Yakından bir örnek vereyim mi? İstiklal Mahkemeleri''nden, Kur''an dahil Arapça, Osmanlıca kitapların yakıldığı yıllardan, camiden çıkarken takkesini başında unutan Müslüman''ın kodesi boyladığı günlerden, seyyar köftecilerin bile dinci olarak fişlendiği demlerden bugünlere geldik. Şimdi taraf olanıyla olmayanıyla, yaşasın ya da ölsün diyeniyle demeyeniyle İslamcılığı tartışıyoruz.

Allah aşkına bu nasıl bir ölmektir ki, ölüsü bile dirisinden daha canlı görünüyor ve muhterem sağcılarda bir basiret kilitlenmesinin, düşmanlık patlamasının nedeni olabiliyor?

Ve Allah aşkına bu nasıl bir AK Parti''dir ki İslamcılığı tükettiğine dair onca iddiaya rağmen yerli İslamcıların değilse de içerideki ve dışarıdaki Müslümanların müşterek umudu olmayı sürdürebiliyor?

İşte bu yüzden diyorum ki, tarikatları İslamcılığın dışında tutan da, İslamcılıktaki yozlaşmayı hal bilgisinin yokluğuna bağlayan da, İslamcılığa mühlet biçen de hayatın nabzının nerelerde ve nasıl attığını bilmiyor. Bilmiyor çünkü işi sadece sosyoloji ve siyaset kuramı olanların burnu kitaptan çıkmaz; burnu kitaptan çıkmayan ise hayatı ıskalar.

Daha önce de söyledim: yerli İslamcılık rasyonel ve edebi karakterlidir ki, dolayısıyla moderndir. Yeni nesil İslamcılıksa ilim – tarikat – edebiyat üçlüsünün sentezine yaslanıyor.

Demek o ki, siyasi ve sosyolojik şartlanmalarla baktığımızda ya da konuyu sadece AK Parti''nin başarısına ya da başarısızlığına indirgediğimizde hem bu sentezi gözden kaçırmış, hem sözü gereğinden çok fazla çoğaltmış, hem de medya aleminin bilgiçlerine ahkam kesme fırsatı sunmuş oluyoruz.

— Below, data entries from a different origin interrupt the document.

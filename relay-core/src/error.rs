use thiserror::Error;

/// Process exit codes per the external-interface contract.
pub const EXIT_OK: i32 = 0;
pub const EXIT_STARTUP_FAILURE: i32 = 1;
pub const EXIT_RUNTIME_ERROR: i32 = 2;

#[derive(Debug, Error)]
pub enum RelayError {
    #[error("config error: {0}")]
    Config(String),

    #[error("bind error on {addr}: {source}")]
    Bind { addr: String, #[source] source: std::io::Error },

    #[error("patch rejected: {0}")]
    PatchRejected(String),

    #[error("transport error: {0}")]
    Transport(String),

    #[error("external fetch failed: {0}")]
    ExternalFetch(String),

    #[error("hub authentication error: {0}")]
    Auth(String),

    #[error("timed out waiting for {0}")]
    Timeout(String),
}

impl RelayError {
    /// Whether this error class is fatal at startup (exit code 1).
    pub fn is_startup_fatal(&self) -> bool {
        matches!(self, RelayError::Config(_) | RelayError::Bind { .. })
    }
}
//! SyncOrchestrator: an adaptive per-(subscriber, dataType) throttle.
//! Computes the effective send interval from the base interval for a data
//! type, the active vessel-mode profile, and the measured link quality, then
//! either sends immediately or coalesces into a pending buffer flushed on a
//! timer.

use std::collections::HashMap;
use std::sync::Arc;
use std::time::{Duration, Instant};

use relay_types::{LinkStatus, PatchOp, Priority, ProfileName};
use tokio::sync::Mutex;

const FLOOR_MS: u64 = 100;
const POOR_MULTIPLIER: f64 = 2.0;

#[derive(Debug, Clone, Copy)]
pub struct ProfileSettings {
    pub multiplier: f64,
    pub priority_boost: [f64; 3], // indexed by Priority as usize
}

impl ProfileSettings {
    pub fn for_profile(profile: ProfileName) -> Self {
        match profile {
            ProfileName::Normal => Self { multiplier: 1.0, priority_boost: [1.0, 1.0, 1.0] },
            ProfileName::HighSpeed => Self { multiplier: 0.5, priority_boost: [1.0, 0.5, 0.25] },
            ProfileName::Anchored => Self { multiplier: 2.0, priority_boost: [1.0, 1.0, 1.0] },
            ProfileName::PowerSaving => Self { multiplier: 4.0, priority_boost: [1.0, 2.0, 4.0] },
        }
    }
}

fn priority_index(priority: Priority) -> usize {
    match priority {
        Priority::High => 0,
        Priority::Normal => 1,
        Priority::Low => 2,
    }
}

/// `interval = base[dataType] x profile.multiplier x profile.priorityBoost[priority] x (POOR ? poorMultiplier : 1)`,
/// clamped to a 100ms floor.
pub fn effective_interval(base: Duration, priority: Priority, profile: ProfileName, link_status: LinkStatus) -> Duration {
    let settings = ProfileSettings::for_profile(profile);
    let poor_factor = if link_status == LinkStatus::Poor { POOR_MULTIPLIER } else { 1.0 };
    let millis = base.as_millis() as f64 * settings.multiplier * settings.priority_boost[priority_index(priority)] * poor_factor;
    Duration::from_millis((millis as u64).max(FLOOR_MS))
}

#[derive(Default)]
struct PendingBuffer {
    ops: Vec<PatchOp>,
}

impl PendingBuffer {
    /// Merge a new op in by path: later op overrides earlier on the same
    /// path; a `remove` cancels a prior `add`/`replace` on that path.
    fn merge(&mut self, op: PatchOp) {
        self.ops.retain(|existing| existing.path() != op.path());
        self.ops.push(op);
    }
}

struct StreamState {
    last_sent: Instant,
    pending: PendingBuffer,
    pending_version: u64,
    pending_timestamp_ms: i64,
    /// Whether a flush task is already scheduled for the current coalescing
    /// window, so repeated coalesced ops don't stack redundant timers.
    flush_scheduled: bool,
}

pub struct SyncOrchestrator {
    profile: Mutex<ProfileName>,
    link_status: Mutex<LinkStatus>,
    base_intervals: HashMap<&'static str, Duration>,
    streams: Mutex<HashMap<(String, String), StreamState>>,
}

pub enum PublishDecision {
    SendNow(Vec<PatchOp>),
    /// Coalesced into the pending buffer. Carries the delay until the
    /// throttle window closes only the first time a window is entered, so
    /// the caller schedules exactly one flush task per window.
    Coalesced { flush_after: Option<Duration> },
}

impl SyncOrchestrator {
    pub fn new(base_intervals: HashMap<&'static str, Duration>) -> Arc<Self> {
        Arc::new(Self {
            profile: Mutex::new(ProfileName::Normal),
            link_status: Mutex::new(LinkStatus::Good),
            base_intervals,
            streams: Mutex::new(HashMap::new()),
        })
    }

    pub async fn set_profile(&self, profile: ProfileName) {
        *self.profile.lock().await = profile;
    }

    pub async fn set_link_status(&self, status: LinkStatus) {
        *self.link_status.lock().await = status;
    }

    /// HIGH-priority data types (alerts, anchor) bypass coalescing entirely.
    pub async fn publish(
        &self,
        subscriber_id: &str,
        data_type: &str,
        priority: Priority,
        op: PatchOp,
        version: u64,
        timestamp_ms: i64,
    ) -> PublishDecision {
        if priority == Priority::High {
            return PublishDecision::SendNow(vec![op]);
        }

        let base = self.base_intervals.get(data_type).copied().unwrap_or(Duration::from_millis(1000));
        let profile = *self.profile.lock().await;
        let link_status = *self.link_status.lock().await;
        let interval = effective_interval(base, priority, profile, link_status);

        let mut streams = self.streams.lock().await;
        let key = (subscriber_id.to_string(), data_type.to_string());
        let now = Instant::now();
        let state = streams.entry(key).or_insert_with(|| StreamState {
            last_sent: now - interval,
            pending: PendingBuffer::default(),
            pending_version: version,
            pending_timestamp_ms: timestamp_ms,
            flush_scheduled: false,
        });

        if now.duration_since(state.last_sent) >= interval {
            // Merge in first so a `send` flushes any ops coalesced while we
            // were waiting for this window to close, instead of discarding
            // them in favor of only the op that happened to land last.
            state.pending.merge(op);
            state.pending_version = version;
            state.pending_timestamp_ms = timestamp_ms;
            state.last_sent = now;
            state.flush_scheduled = false;
            PublishDecision::SendNow(std::mem::take(&mut state.pending.ops))
        } else {
            state.pending.merge(op);
            state.pending_version = version;
            state.pending_timestamp_ms = timestamp_ms;
            if state.flush_scheduled {
                PublishDecision::Coalesced { flush_after: None }
            } else {
                state.flush_scheduled = true;
                let remaining = interval.saturating_sub(now.duration_since(state.last_sent));
                PublishDecision::Coalesced { flush_after: Some(remaining) }
            }
        }
    }

    /// Called by a coalesce-flush timer once `lastSent + interval` elapses.
    /// Returns `None` if nothing is pending (e.g. an immediate send already
    /// drained the buffer before the timer fired).
    pub async fn take_pending(&self, subscriber_id: &str, data_type: &str) -> Option<(Vec<PatchOp>, u64, i64)> {
        let mut streams = self.streams.lock().await;
        let state = streams.get_mut(&(subscriber_id.to_string(), data_type.to_string()))?;
        state.last_sent = Instant::now();
        state.flush_scheduled = false;
        if state.pending.ops.is_empty() {
            return None;
        }
        Some((std::mem::take(&mut state.pending.ops), state.pending_version, state.pending_timestamp_ms))
    }

    pub fn drop_subscriber(&self, subscriber_id: &str) {
        if let Ok(mut streams) = self.streams.try_lock() {
            streams.retain(|(id, _), _| id != subscriber_id);
        }
    }
}

#[cfg(test)]
mod tests {
    use super::*;

    #[test]
    fn anchored_profile_quadruples_base_interval_floored() {
        let interval = effective_interval(Duration::from_millis(2000), Priority::Normal, ProfileName::Anchored, LinkStatus::Good);
        assert_eq!(interval, Duration::from_millis(4000));
    }

    #[test]
    fn floor_clamps_tiny_intervals() {
        let interval = effective_interval(Duration::from_millis(10), Priority::Low, ProfileName::HighSpeed, LinkStatus::Good);
        assert_eq!(interval, Duration::from_millis(FLOOR_MS));
    }

    #[tokio::test]
    async fn high_priority_always_sends_immediately() {
        let orchestrator = SyncOrchestrator::new(HashMap::from([("alerts", Duration::from_millis(5000))]));
        for i in 0..3 {
            let decision = orchestrator
                .publish("sub-1", "alerts", Priority::High, PatchOp::Remove { path: "/alerts/active/0".into() }, i, 0)
                .await;
            assert!(matches!(decision, PublishDecision::SendNow(_)));
        }
    }

    #[tokio::test]
    async fn normal_priority_coalesces_within_interval() {
        let orchestrator = SyncOrchestrator::new(HashMap::from([("navigation", Duration::from_millis(2000))]));
        let first = orchestrator
            .publish(
                "sub-1",
                "navigation",
                Priority::Normal,
                PatchOp::Replace { path: "/navigation/speed".into(), value: serde_json::json!(1) },
                1,
                1_000,
            )
            .await;
        assert!(matches!(first, PublishDecision::SendNow(_)));

        let second = orchestrator
            .publish(
                "sub-1",
                "navigation",
                Priority::Normal,
                PatchOp::Replace { path: "/navigation/speed".into(), value: serde_json::json!(2) },
                2,
                1_100,
            )
            .await;
        assert!(matches!(second, PublishDecision::Coalesced { flush_after: Some(_) }));
    }

    #[tokio::test]
    async fn next_send_carries_forward_ops_coalesced_while_waiting() {
        let orchestrator = SyncOrchestrator::new(HashMap::from([("navigation", Duration::from_millis(100))]));
        let first = orchestrator
            .publish(
                "sub-1",
                "navigation",
                Priority::Normal,
                PatchOp::Replace { path: "/navigation/speed".into(), value: serde_json::json!(1) },
                1,
                1_000,
            )
            .await;
        assert!(matches!(first, PublishDecision::SendNow(_)));

        let coalesced = orchestrator
            .publish(
                "sub-1",
                "navigation",
                Priority::Normal,
                PatchOp::Replace { path: "/navigation/speed".into(), value: serde_json::json!(2) },
                2,
                1_050,
            )
            .await;
        assert!(matches!(coalesced, PublishDecision::Coalesced { flush_after: Some(_) }));

        tokio::time::sleep(Duration::from_millis(120)).await;

        // A different path arrives right as the window closes. The earlier
        // coalesced speed update must ride along rather than being silently
        // replaced by only this new op.
        let sent = orchestrator
            .publish(
                "sub-1",
                "navigation",
                Priority::Normal,
                PatchOp::Replace { path: "/navigation/heading".into(), value: serde_json::json!(90) },
                3,
                1_200,
            )
            .await;
        match sent {
            PublishDecision::SendNow(ops) => {
                assert_eq!(ops.len(), 2);
                assert!(ops.iter().any(|op| op.path() == "/navigation/speed"));
                assert!(ops.iter().any(|op| op.path() == "/navigation/heading"));
            }
            _ => panic!("expected SendNow once the throttle window has closed"),
        }
    }

    #[tokio::test]
    async fn take_pending_returns_none_once_drained() {
        let orchestrator = SyncOrchestrator::new(HashMap::from([("navigation", Duration::from_millis(5000))]));
        let _ = orchestrator
            .publish(
                "sub-1",
                "navigation",
                Priority::Normal,
                PatchOp::Replace { path: "/navigation/speed".into(), value: serde_json::json!(1) },
                1,
                1_000,
            )
            .await;
        let _ = orchestrator
            .publish(
                "sub-1",
                "navigation",
                Priority::Normal,
                PatchOp::Replace { path: "/navigation/speed".into(), value: serde_json::json!(2) },
                2,
                1_050,
            )
            .await;

        let (ops, version, timestamp_ms) = orchestrator.take_pending("sub-1", "navigation").await.unwrap();
        assert_eq!(ops.len(), 1);
        assert_eq!(version, 2);
        assert_eq!(timestamp_ms, 1_050);
        assert!(orchestrator.take_pending("sub-1", "navigation").await.is_none());
    }
}
//! Modbus producer: polls a fixed register map on a scheduled interval. The
//! Modbus transport itself (serial/TCP line to the engine/tank/battery
//! gateway) is an external collaborator; this producer owns only the poll
//! schedule and per-register failure isolation.

use std::collections::HashMap;
use std::time::Duration;

use serde_json::Value;
use tokio::sync::watch;
use tokio::task::JoinHandle;
use tracing::warn;

use crate::events::{EventSender, ProducerEvent};
use crate::producers::Producer;

#[derive(Debug, Clone)]
pub struct RegisterMapping {
    pub register: String,
    pub path: String,
}

/// Reads one register. Implemented against whatever transport the
/// deployment wires up; a failure on one register must not abort the poll
/// of the others.
pub trait RegisterReader: Send + 'static {
    fn read(&mut self, register: &str) -> Result<Value, String>;
}

pub struct ModbusProducer<R: RegisterReader> {
    reader: R,
    registers: Vec<RegisterMapping>,
    poll_interval: Duration,
    ready_tx: watch::Sender<bool>,
    ready_rx: watch::Receiver<bool>,
}

impl<R: RegisterReader> ModbusProducer<R> {
    pub fn new(reader: R, registers: Vec<RegisterMapping>, poll_interval: Duration) -> Self {
        let (ready_tx, ready_rx) = watch::channel(false);
        Self { reader, registers, poll_interval, ready_tx, ready_rx }
    }

    async fn run(mut self, events: EventSender, mut shutdown: watch::Receiver<bool>) {
        let _ = self.ready_tx.send(true);
        let mut last_good: HashMap<String, Value> = HashMap::new();
        let mut interval = tokio::time::interval(self.poll_interval);

        loop {
            tokio::select! {
                _ = shutdown.changed() => if *shutdown.borrow() { return; },
                _ = interval.tick() => {
                    for mapping in &self.registers {
                        match self.reader.read(&mapping.register) {
                            Ok(value) => {
                                last_good.insert(mapping.register.clone(), value.clone());
                                let _ = events.send(ProducerEvent::ModbusData {
                                    register: mapping.path.clone(),
                                    value,
                                });
                            }
                            Err(e) => {
                                warn!("modbus register {} read failed: {e}, retaining prior value", mapping.register);
                                let _ = events.send(ProducerEvent::ModbusError {
                                    register: mapping.path.clone(),
                                    message: e,
                                });
                            }
                        }
                    }
                }
            }
        }
    }
}

impl<R: RegisterReader> Producer for ModbusProducer<R> {
    fn name(&self) -> &'static str {
        "modbus"
    }

    fn ready(&self) -> watch::Receiver<bool> {
        self.ready_rx.clone()
    }

    fn spawn(self: Box<Self>, events: EventSender, shutdown: watch::Receiver<bool>) -> JoinHandle<()> {
        tokio::spawn((*self).run(events, shutdown))
    }
}

#[cfg(test)]
mod tests {
    use super::*;

    struct FlakyReader {
        fail_registers: Vec<&'static str>,
    }

    impl RegisterReader for FlakyReader {
        fn read(&mut self, register: &str) -> Result<Value, String> {
            if self.fail_registers.contains(&register) {
                Err("timeout".to_string())
            } else {
                Ok(serde_json::json!(42))
            }
        }
    }

    #[tokio::test]
    async fn one_failing_register_does_not_block_others() {
        let registers = vec![
            RegisterMapping { register: "r1".into(), path: "/vessel/systems/engine/rpm".into() },
            RegisterMapping { register: "r2".into(), path: "/vessel/systems/tank/level".into() },
        ];
        let producer = ModbusProducer::new(FlakyReader { fail_registers: vec!["r1"] }, registers, Duration::from_millis(10));
        let (events, mut rx) = tokio::sync::broadcast::channel(16);
        let (_shutdown_tx, shutdown_rx) = watch::channel(false);
        let handle = Box::new(producer).spawn(events, shutdown_rx);

        let first = rx.recv().await.unwrap();
        let second = rx.recv().await.unwrap();
        assert!(matches!(first, ProducerEvent::ModbusError { .. }));
        assert!(matches!(second, ProducerEvent::ModbusData { .. }));
        handle.abort();
    }
}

İslamcılığı siyasi ve sosyolojik plandan çok daha fazla kültürün kurucu unsurları, araçları üzerinden yorumlama, çözümleme, değerlendirme ehliyetine sahip olanlar ancak öz-eleştiriye ve yeniden yapılandırma şansına sahip olabilirler. Diğer bir söyleyişle adalet, rejim, metafizik, iktisat, bilim, dil, mimari, müzik, resim, şiir, nesir sanatları, sinema, eğitim vb. konuları doğrudan Din''in ve hayatın içinden etik, estetik ve pratik planda İslamcı bir bağlanmayla ''yeniden'' okuma kabiliyetine sahip olanların düşüncelerinin söz konusu tartışmada bir karşılığı vardır.

Değilse ''meraklı melahat'' cinsinden cübbeli fetvacıların, atılan her taşın peşinden koşmaya şartlanmış olanların, özellikle de sağcıların ve liberallerin bu babta söyedikleri ve söyleyebilecekleri şeylerin ciddi bir karşılığı yoktur.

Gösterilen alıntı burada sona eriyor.